-- Extracted data follows --
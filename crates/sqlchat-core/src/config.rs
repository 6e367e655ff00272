//! Configuration schema (sqlchat.toml)

use serde::{Deserialize, Serialize};

/// Environment variable holding the database password
pub const DB_PASSWORD_ENV: &str = "DB_PASSWORD";

/// Environment variable holding the model API key
pub const MODEL_API_KEY_ENV: &str = "GOOGLE_API_KEY";

/// Database connection configuration
#[derive(Debug, Clone, PartialEq, Serialize, Deserialize)]
#[serde(default)]
pub struct DatabaseConfig {
    /// Server hostname or IP
    pub host: String,

    /// Server port
    pub port: u16,

    /// Username for authentication
    pub user: String,

    /// Password; falls back to `DB_PASSWORD` when unset
    #[serde(skip_serializing_if = "Option::is_none")]
    pub password: Option<String>,

    /// Database name
    pub dbname: String,

    /// Schema whose tables are described to the model
    pub schema: String,

    /// Connect over TLS
    pub tls: bool,

    /// Sample rows included per table in the schema description
    pub sample_rows: usize,

    /// Only describe these tables (all tables when empty)
    pub include_tables: Vec<String>,
}

impl Default for DatabaseConfig {
    fn default() -> Self {
        Self {
            host: "localhost".to_string(),
            port: 5432,
            user: "postgres".to_string(),
            password: None,
            dbname: "text_to_sql".to_string(),
            schema: "public".to_string(),
            tls: false,
            sample_rows: 2,
            include_tables: Vec::new(),
        }
    }
}

impl DatabaseConfig {
    /// Resolve the password from config, then the environment
    pub fn resolve_password(&self) -> Result<String, ConfigError> {
        resolve_secret(self.password.as_deref(), DB_PASSWORD_ENV)
    }
}

/// Language model configuration
#[derive(Debug, Clone, PartialEq, Serialize, Deserialize)]
#[serde(default)]
pub struct ModelConfig {
    /// Model provider (only `gemini` is supported)
    pub provider: String,

    /// Model name
    pub model: String,

    /// Sampling temperature
    pub temperature: Option<f32>,

    /// Maximum tokens to generate
    #[serde(skip_serializing_if = "Option::is_none")]
    pub max_output_tokens: Option<u32>,

    /// HTTP timeout for one model call; no timeout when unset
    #[serde(skip_serializing_if = "Option::is_none")]
    pub timeout_seconds: Option<u64>,

    /// API key; falls back to `GOOGLE_API_KEY` when unset
    #[serde(skip_serializing_if = "Option::is_none")]
    pub api_key: Option<String>,
}

impl Default for ModelConfig {
    fn default() -> Self {
        Self {
            provider: "gemini".to_string(),
            model: "gemini-2.0-flash".to_string(),
            temperature: Some(0.0),
            max_output_tokens: None,
            timeout_seconds: None,
            api_key: None,
        }
    }
}

impl ModelConfig {
    /// Resolve the API key from config, then the environment
    pub fn resolve_api_key(&self) -> Result<String, ConfigError> {
        resolve_secret(self.api_key.as_deref(), MODEL_API_KEY_ENV)
    }
}

/// Main configuration structure
#[derive(Debug, Clone, Default, PartialEq, Serialize, Deserialize)]
pub struct Config {
    /// Database connection
    #[serde(default)]
    pub database: DatabaseConfig,

    /// Language model backend
    #[serde(default)]
    pub model: ModelConfig,
}

impl Config {
    /// Load config from TOML file
    pub fn from_file(path: &std::path::Path) -> Result<Self, ConfigError> {
        let contents = std::fs::read_to_string(path)
            .map_err(|e| ConfigError::IoError(e.to_string()))?;

        Self::from_toml(&contents)
    }

    /// Load config from TOML string
    pub fn from_toml(toml: &str) -> Result<Self, ConfigError> {
        toml::from_str(toml)
            .map_err(|e| ConfigError::ParseError(e.to_string()))
    }

    /// Save config to TOML file
    pub fn save_to_file(&self, path: &std::path::Path) -> Result<(), ConfigError> {
        let toml = toml::to_string_pretty(self)
            .map_err(|e| ConfigError::SerializeError(e.to_string()))?;

        std::fs::write(path, toml)
            .map_err(|e| ConfigError::IoError(e.to_string()))?;

        Ok(())
    }
}

fn resolve_secret(explicit: Option<&str>, env_var: &str) -> Result<String, ConfigError> {
    if let Some(value) = explicit.filter(|v| !v.is_empty()) {
        return Ok(value.to_string());
    }

    match std::env::var(env_var) {
        Ok(value) if !value.is_empty() => Ok(value),
        _ => Err(ConfigError::MissingSecret(env_var.to_string())),
    }
}

/// Config error types
#[derive(Debug, thiserror::Error)]
pub enum ConfigError {
    #[error("IO error: {0}")]
    IoError(String),

    #[error("Parse error: {0}")]
    ParseError(String),

    #[error("Serialize error: {0}")]
    SerializeError(String),

    #[error("Missing secret: set {0} or add it to sqlchat.toml")]
    MissingSecret(String),
}
//! SQLChat Core
//!
//! Domain model shared by every stage of the question-to-answer pipeline,
//! plus the `sqlchat.toml` configuration schema.

pub mod text;
pub mod schema;
pub mod history;
pub mod config;

pub use text::{Question, RawModelResponse, ExtractedQuery, ExecutionResult, FinalAnswer, TERMINATOR};
pub use schema::{ColumnInfo, Nullability, SampleRows, TableInfo, SchemaDescription};
pub use history::{ConversationHistory, Message, Role};
pub use config::{Config, DatabaseConfig, ModelConfig, ConfigError};
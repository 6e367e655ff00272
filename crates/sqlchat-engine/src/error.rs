//! Fatal pipeline errors
//!
//! Only conditions that abort an orchestration call live here. Missing SQL,
//! direct answers and rejected statements are turned into a final answer
//! by the orchestrator instead.

use sqlchat_catalog::DatabaseError;
use sqlchat_llm::ModelError;

#[derive(Debug, thiserror::Error)]
pub enum PipelineError {
    #[error("Model invocation failed: {0}")]
    Model(#[from] ModelError),

    #[error("Database unavailable: {0}")]
    Connection(#[from] DatabaseError),

    #[error("Prompt template error: {0}")]
    Template(String),
}

impl From<minijinja::Error> for PipelineError {
    fn from(e: minijinja::Error) -> Self {
        PipelineError::Template(e.to_string())
    }
}
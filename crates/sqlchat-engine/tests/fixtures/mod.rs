//! Shared fixtures for pipeline integration tests
//!
//! A small sales database with two tables, plus helpers that wire a mock
//! database and a scripted model into an orchestrator.

use sqlchat_catalog::{MockDatabase, MockDatabaseBuilder};
use sqlchat_core::{ColumnInfo, Nullability, SampleRows, TableInfo};
use sqlchat_engine::Orchestrator;
use sqlchat_llm::ScriptedModel;
use std::sync::Arc;

/// Orders table with two sample rows
pub fn orders_table() -> TableInfo {
    TableInfo::new(
        "orders",
        vec![
            ColumnInfo::new("id", "INTEGER").with_nullability(Nullability::No),
            ColumnInfo::new("customer", "TEXT").with_nullability(Nullability::No),
            ColumnInfo::new("total", "NUMERIC(10,2)").with_nullability(Nullability::Yes),
        ],
    )
    .with_sample_rows(SampleRows::new(
        vec!["id".into(), "customer".into(), "total".into()],
        vec![
            vec![Some("1".into()), Some("Jaxbean Group".into()), Some("19.99".into())],
            vec![Some("2".into()), Some("Skinix".into()), None],
        ],
    ))
}

/// Salaries table with rows the application role cannot read
pub fn salaries_table() -> TableInfo {
    TableInfo::new(
        "salaries",
        vec![
            ColumnInfo::new("employee_id", "INTEGER"),
            ColumnInfo::new("amount", "NUMERIC(12,2)"),
        ],
    )
    .with_sample_rows(SampleRows::new(
        vec!["employee_id".into(), "amount".into()],
        vec![vec![Some("7".into()), Some("98765.43".into())]],
    ))
}

/// Mock database holding both tables and no results
///
/// `salaries` is visible in the catalog but its rows are not readable, so
/// it is described without samples.
pub fn sales_database() -> MockDatabaseBuilder {
    MockDatabaseBuilder::new()
        .with_table(orders_table())
        .with_table(salaries_table())
        .with_unreadable_table("salaries")
}

/// Orchestrator over clones of the given mock and model
///
/// The clones share state with the originals, so tests can inspect the
/// executed statements and recorded prompts afterwards.
pub fn orchestrator(db: &MockDatabase, model: &ScriptedModel) -> Orchestrator {
    Orchestrator::new(Arc::new(db.clone()), Arc::new(model.clone()))
        .expect("built-in templates compile")
}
-- Extracted data concluded --
Exercise instructions: A complete answer reproduces every line of the records in which the word "MissingSecret" occurs.

Answer to this task:
        _ => Err(ConfigError::MissingSecret(env_var.to_string())),
    MissingSecret(String),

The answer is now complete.